**EXERCISE PROMPT**.
Below are the records. Transcribe them exactly.

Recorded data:
━━━

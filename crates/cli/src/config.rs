//! CLI configuration utilities

use anyhow::Result;
use std::path::Path;
use taskdesk_core::Settings;

/// Save settings to a JSON file
pub fn save_settings<P: AsRef<Path>>(settings: &Settings, path: P) -> Result<()> {
    let content = serde_json::to_string_pretty(settings)?;
    std::fs::write(path, content)?;
    Ok(())
}

/// Generate a default configuration file
pub fn generate_default_config<P: AsRef<Path>>(path: P) -> Result<()> {
    if let Some(parent) = path.as_ref().parent() {
        if !parent.as_os_str().is_empty() {
            std::fs::create_dir_all(parent)?;
        }
    }
    save_settings(&Settings::default(), path)
}

#[cfg(test)]
mod tests {
    use super::*;

    #[test]
    fn test_generated_config_loads_back() {
        let dir = tempfile::tempdir().unwrap();
        let path = dir.path().join("conf").join("taskdesk.json");

        generate_default_config(&path).unwrap();
        let loaded = Settings::load(Some(&path)).unwrap();

        let defaults = Settings::default();
        assert_eq!(loaded.routes, defaults.routes);
        assert_eq!(loaded.storage.token_file, defaults.storage.token_file);
    }
}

━━━

**RESPONSE TO THE TASK**.
filename crates/cli/src/config.rs
//! CLI configuration utilities

use anyhow::Result;
use std::path::Path;
use taskdesk_core::Settings;

/// Save settings to a JSON file
pub fn save_settings<P: AsRef<Path>>(settings: &Settings, path: P) -> Result<()> {
    let content = serde_json::to_string_pretty(settings)?;
    std::fs::write(path, content)?;
    Ok(())
}

/// Generate a default configuration file
pub fn generate_default_config<P: AsRef<Path>>(path: P) -> Result<()> {
    if let Some(parent) = path.as_ref().parent() {
        if !parent.as_os_str().is_empty() {
            std::fs::create_dir_all(parent)?;
        }
    }
    save_settings(&Settings::default(), path)
}

#[cfg(test)]
mod tests {
    use super::*;

    #[test]
    fn test_generated_config_loads_back() {
        let dir = tempfile::tempdir().unwrap();
        let path = dir.path().join("conf").join("taskdesk.json");

        generate_default_config(&path).unwrap();
        let loaded = Settings::load(Some(&path)).unwrap();

        let defaults = Settings::default();
        assert_eq!(loaded.routes, defaults.routes);
        assert_eq!(loaded.storage.token_file, defaults.storage.token_file);
    }
}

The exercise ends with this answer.